For years, it has been well documented that there are significant variations in clinical practice and costs of emergency medicine (EM). Further, there’s little consistency in reimbursement rates regionally or even in the same hospital among different payers. How this impacts EM specifically is poorly understood, as is the impact of uncompensated care. ACEP is proposing a new economic registry to “go where the money is … and go there often”- in the words of Willy Sutton to take control of the future of EM reimbursement.
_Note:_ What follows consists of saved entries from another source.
//! Optional lifecycle telemetry.
//!
//! Components hold a [`Telemetry`] handle; without an attached sink, events
//! are never constructed. Telemetry is observational only and never feeds
//! back into scheduling decisions.

use std::collections::BTreeMap;
use std::fmt;
use std::sync::{Arc, Mutex};
use std::time::Duration;

use serde::Serialize;

use crate::bridge::Detail;
use crate::tile::TileCoord;

/// Which tier the scene last placed a tile in.
#[derive(Clone, Copy, Debug, PartialEq, Eq, Serialize)]
#[serde(rename_all = "snake_case")]
pub enum TierState {
    Visible,
    Prebuild,
    Prefetch,
    Idle,
}

/// What a region currently holds.
#[derive(Clone, Copy, Debug, PartialEq, Eq, Serialize)]
#[serde(rename_all = "snake_case")]
pub enum CacheState {
    Empty,
    Loading,
    Cached,
    Purged,
    Error,
}

/// One telemetry record.
#[derive(Clone, Debug, PartialEq)]
pub enum TelemetryEvent {
    TaskStarted {
        tile: TileCoord,
        mode: Detail,
        ticket: u64,
    },
    TaskDone {
        tile: TileCoord,
        mode: Detail,
        ticket: u64,
        elapsed: Duration,
    },
    TaskAborted {
        tile: TileCoord,
        ticket: u64,
    },
    Cache {
        tile: TileCoord,
        state: CacheState,
    },
    Tier {
        tile: TileCoord,
        state: TierState,
    },
    /// The tile the viewer stood on at the last refresh.
    Anchor {
        tile: TileCoord,
    },
}

/// Receives telemetry events.
pub trait TelemetrySink: Send + Sync {
    fn record(&self, event: TelemetryEvent);
}

/// Cheap clonable handle to an optional sink.
#[derive(Clone, Default)]
pub struct Telemetry {
    sink: Option<Arc<dyn TelemetrySink>>,
}

impl Telemetry {
    /// A handle that drops everything.
    pub fn none() -> Self {
        Self::default()
    }

    pub fn new(sink: Arc<dyn TelemetrySink>) -> Self {
        Self { sink: Some(sink) }
    }

    pub fn is_attached(&self) -> bool {
        self.sink.is_some()
    }

    /// Records the event built by `event`, which only runs when a sink is
    /// attached.
    pub fn emit(&self, event: impl FnOnce() -> TelemetryEvent) {
        if let Some(sink) = &self.sink {
            sink.record(event());
        }
    }
}

impl fmt::Debug for Telemetry {
    fn fmt(&self, f: &mut fmt::Formatter<'_>) -> fmt::Result {
        f.debug_struct("Telemetry")
            .field("attached", &self.is_attached())
            .finish()
    }
}

/// Per-tile state kept by [`DebugGrid`].
#[derive(Clone, Debug, PartialEq, Serialize)]
pub struct DebugCell {
    pub tile: TileCoord,
    pub tier: TierState,
    pub cache: CacheState,
    /// Duration of the last image round trip, in milliseconds.
    pub prefetch_ms: Option<f64>,
    /// Duration of the last full round trip, in milliseconds.
    pub prebuild_ms: Option<f64>,
}

impl DebugCell {
    fn new(tile: TileCoord) -> Self {
        Self {
            tile,
            tier: TierState::Idle,
            cache: CacheState::Empty,
            prefetch_ms: None,
            prebuild_ms: None,
        }
    }
}

/// Serializable view of the grid.
#[derive(Clone, Debug, Default, PartialEq, Serialize)]
pub struct GridSnapshot {
    pub anchor: Option<TileCoord>,
    pub cells: Vec<DebugCell>,
    pub tasks_started: u64,
    pub tasks_aborted: u64,
}

#[derive(Default)]
struct GridState {
    cells: BTreeMap<TileCoord, DebugCell>,
    anchor: Option<TileCoord>,
    tasks_started: u64,
    tasks_aborted: u64,
}

/// Telemetry sink that tracks tier, cache state and timing per tile.
#[derive(Default)]
pub struct DebugGrid {
    state: Mutex<GridState>,
}

impl DebugGrid {
    pub fn new() -> Self {
        Self::default()
    }

    /// The current state of one tile.
    pub fn cell(&self, tile: TileCoord) -> Option<DebugCell> {
        let state = self.state.lock().ok()?;
        state.cells.get(&tile).cloned()
    }

    /// Copies the grid, cells ordered by tile.
    pub fn snapshot(&self) -> GridSnapshot {
        let Ok(state) = self.state.lock() else {
            return GridSnapshot::default();
        };
        GridSnapshot {
            anchor: state.anchor,
            cells: state.cells.values().cloned().collect(),
            tasks_started: state.tasks_started,
            tasks_aborted: state.tasks_aborted,
        }
    }
}

impl TelemetrySink for DebugGrid {
    fn record(&self, event: TelemetryEvent) {
        let Ok(mut state) = self.state.lock() else {
            return;
        };
        match event {
            TelemetryEvent::TaskStarted { .. } => state.tasks_started += 1,
            TelemetryEvent::TaskAborted { .. } => state.tasks_aborted += 1,
            TelemetryEvent::TaskDone {
                tile, mode, elapsed, ..
            } => {
                let ms = elapsed.as_secs_f64() * 1000.0;
                let cell = state
                    .cells
                    .entry(tile)
                    .or_insert_with(|| DebugCell::new(tile));
                match mode {
                    Detail::Full => cell.prebuild_ms = Some(ms),
                    _ => cell.prefetch_ms = Some(ms),
                }
            }
            TelemetryEvent::Cache { tile, state: cache } => {
                state
                    .cells
                    .entry(tile)
                    .or_insert_with(|| DebugCell::new(tile))
                    .cache = cache;
            }
            TelemetryEvent::Tier { tile, state: tier } => {
                state
                    .cells
                    .entry(tile)
                    .or_insert_with(|| DebugCell::new(tile))
                    .tier = tier;
            }
            TelemetryEvent::Anchor { tile } => state.anchor = Some(tile),
        }
    }
}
Comprehensive data on spending patterns and collections for emergency medicine does not exist. As it stands, EM reimbursement is largely based on fee for service reimbursement with MIPS/MACRA quality incentives. In the future, as reimbursement transitions to more value-based payments, it will be crucial for EM to be able to show what value it’s achieving for the healthcare dollar. ACEP is participating in a program called MIPS value pathways that started this year, highlighting the importance of preparing for changes in reimbursement incentives. This is even more crucial as EM becomes a larger proportion of aggregate health spending.1

The proposed economic registry is intended to track specific EM utilization patterns and reimbursement data with the potential to improve quality, efficiency, and value. To achieve a robust data pool, we will have to establish a protocol for interoperability between data sets and integrate with existing EM Data platforms like EMDI and CEDR. If the data set is dynamic enough, the registry should be able to support financial planning for individual emergency departments.

Emergency medicine should control its own fate regarding data, reimbursement, and quality initiatives. Owning the data pertaining to cost and quality is essential to achieving this outcome. Robust and transparent data sets concerning reimbursement for services (variability by region, variability by payer) and number of services rendered (variability by region, distinguishing between physicians and mid-levels) are a necessary part of this process. Data will help demonstrate the high value, cost efficiency, and quality of emergency medicine.

If we can better understand utilization patterns and cost, then we should be able to identify high value clinical approaches and enhance development and implementation of evidence-based medicine. We hope to quantify the financial burden of uncompensated care and facilitate fair reimbursement. We should also be better able to guide lawmakers as they change incentives in healthcare reimbursement.

Achieving our goals will require collaboration between ACEP, revenue cycle management companies, and several outside organizations. If this can be achieved, the registry platform could even be extended to other medical specialties, as it enables EM and ACEP to thrive in the healthcare environment of tomorrow.

Footnotes

  1. The percentage of U.S. health spending attributable to the emergency department has increased from 3.9% (CI, 3.9%-3.9%) in 2006 to 5.0% (CI, 5.0%-5.0%) in 2016. According to The Centers for Medicare & Medicaid Services, 55% of an emergency physician's time is spent providing uncompensated care. Other studies have indicated that $42.67 billion in hospital based uncompensated care was provided in 2020.